Technology for Diabetes that you can’t get yet… 2. Pharmasens AG.

Who are PharmaSens?

They’re a company developing three insulin pumps, which do three different things.

In their own words:

We are a privately held Swiss company, located in Biel and Neuchâtel.
We involve users early and constantly in our development. Our products are designed based on users’ preferences, wishes, and needs.
We have an expert team experienced in developing and bringing products to market for people living with diabetes.
We have strong collaborations and valuable partnerships with the medical device/pump development and manufacturing community.
We hold several granted patents, have pending applications and guaranteed freedom to operate for our technologies.

Their CEO is Michael Both, ex-of both Roche Diabetes Care, we he was responsible for manufacturing, and Disetronic, so it fair to say he has pedigree in this area.

Their products?

As mentioned, they have three pumps, and again, I’ll let their words do most of the talking.
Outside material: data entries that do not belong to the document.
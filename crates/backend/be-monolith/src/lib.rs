use std::{net::SocketAddr, sync::Arc};

use axum::Router;
use axum::http::{HeaderValue, StatusCode};
use axum::routing::get;
use be_admin_service::init_admin_service;
use be_auth_core::JwtConfig;
use be_authz::{IdentityGate, RoleDirectory};
use be_notification_service::{OutboxStore, OutboxWorker, WorkerConfig};
use be_order_service::init_order_service;
use be_payment_service::init_payment_service;
use be_promo_service::init_promo_service;
use be_remote_db::DatabaseManager;
use be_storage::init_storage_service;
use tower_http::cors::{AllowHeaders, AllowMethods, AllowOrigin, CorsLayer};

const DEFAULT_CORS_ORIGINS: &str = "https://www.cvneat.fr,https://cvneat.fr";

/// Configuration for running the monolith server.
pub struct ServerConfig {
    pub database_url: String,
    pub http_addr: SocketAddr,
    /// Services whose configuration is missing are disabled instead of
    /// aborting startup.
    pub local_mode: bool,
    /// When this receiver gets a value, the server and background workers
    /// shut down gracefully.
    pub shutdown: tokio::sync::watch::Receiver<()>,
}

fn parse_origins(raw: &str) -> Vec<HeaderValue> {
    raw.split(',')
        .filter_map(|s| {
            let s = s.trim();
            if s.is_empty() {
                return None;
            }
            s.parse::<HeaderValue>().ok()
        })
        .collect()
}

fn build_cors() -> CorsLayer {
    let origins =
        std::env::var("CORS_ALLOWED_ORIGINS").unwrap_or_else(|_| DEFAULT_CORS_ORIGINS.into());

    CorsLayer::new()
        .allow_origin(AllowOrigin::list(parse_origins(&origins)))
        .allow_methods(AllowMethods::mirror_request())
        .allow_headers(AllowHeaders::mirror_request())
        .allow_credentials(true)
}

fn health_router() -> Router {
    Router::new().route("/health", get(|| async { StatusCode::OK }))
}

/// A failing service aborts startup, except in local mode where it is
/// replaced by an empty router.
fn mount(
    name: &str,
    result: anyhow::Result<Router>,
    local_mode: bool,
) -> Result<Router, Box<dyn std::error::Error + Send + Sync>> {
    match result {
        Ok(router) => Ok(router),
        Err(e) if local_mode => {
            tracing::warn!("{} service disabled in local mode: {:#}", name, e);
            Ok(Router::new())
        }
        Err(e) => {
            tracing::error!("Failed to initialize {} service: {:#}", name, e);
            Err(e.into())
        }
    }
}

pub async fn run_server(
    config: ServerConfig,
) -> Result<(), Box<dyn std::error::Error + Send + Sync>> {
    let db_manager = Arc::new(DatabaseManager::new(&config.database_url).await?);

    let jwt_config = Arc::new(JwtConfig::from_env()?);
    let gate = IdentityGate::new(jwt_config, db_manager.clone() as Arc<dyn RoleDirectory>);

    let payment_router = mount(
        "Payment",
        init_payment_service(db_manager.clone(), gate.clone()),
        config.local_mode,
    )?;
    let promo_router = mount(
        "Promo",
        init_promo_service(db_manager.clone(), gate.clone()),
        config.local_mode,
    )?;
    let admin_router = mount(
        "Admin",
        init_admin_service(db_manager.clone(), gate.clone()),
        config.local_mode,
    )?;
    let order_router = mount(
        "Order",
        init_order_service(db_manager.clone(), gate.clone(), config.shutdown.clone()),
        config.local_mode,
    )?;
    let storage_router = mount(
        "Storage",
        init_storage_service(gate.clone()),
        config.local_mode,
    )?;

    let worker = OutboxWorker::new(
        db_manager.clone() as Arc<dyn OutboxStore>,
        be_email_service::mailer_from_env(),
        WorkerConfig::from_env(),
    );
    let worker_handle = worker.spawn(config.shutdown.clone());

    let http_router = payment_router
        .merge(promo_router)
        .merge(admin_router)
        .merge(order_router)
        .merge(storage_router)
        .merge(health_router())
        .layer(build_cors());

    tracing::info!("Starting HTTP server at {}", config.http_addr);

    let mut http_shutdown = config.shutdown.clone();
    let http_listener = tokio::net::TcpListener::bind(config.http_addr).await?;
    let served = axum::serve(
        http_listener,
        http_router.into_make_service_with_connect_info::<SocketAddr>(),
    )
    .with_graceful_shutdown(async move {
        let _ = http_shutdown.changed().await;
        tracing::info!("Shutting down HTTP server...");
    })
    .await;

    if let Err(e) = served {
        tracing::error!("HTTP server error: {}", e);
        return Err(e.into());
    }

    if let Err(e) = worker_handle.await {
        tracing::warn!("Outbox worker did not stop cleanly: {}", e);
    }

    Ok(())
}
The different pumps clearly have different targets, and do the following:

  1. A standalone basal-bolus pump
  2. A connected pump with a smartphone app
  3. A combined pump and glucose sensor

All three pumps are based on the same chassis and look like a slightly sexier, cylindrical Omnipod.

I’d be very surprised if the three different offerings didn’t come with different price points, but I do wonder whether the market investigation and real-world use will come to show that the first two offerings make sense as differentiated items, or whether they’ll end up as a single product, given clinical requirements to extract data from pumps would suggest the onboard componentry could be similar.

Overall, they look good, but with no data on clinical trials or testing, it’s hard to say where they are in the product development cycle.

Will they make it to market?

At any point in time, there seem to be many insulin delivery devices in development. Whilst the pump/CGM offering here is unique in the market at the moment, the idea still has the concerns that have been raised many times over. How frequently do you change it and how do you make it work at a price point where this is acceptable?

They are in the tech fair at ATTD2022, so it might be worth popping along and paying them a visit to find out more.

I think the pumps look good, and having more competition in the patch pump space is a good thing, however, based on the available public data, this seems like it’s a very long way from usable product, and even further from approval. I hope I’m wrong!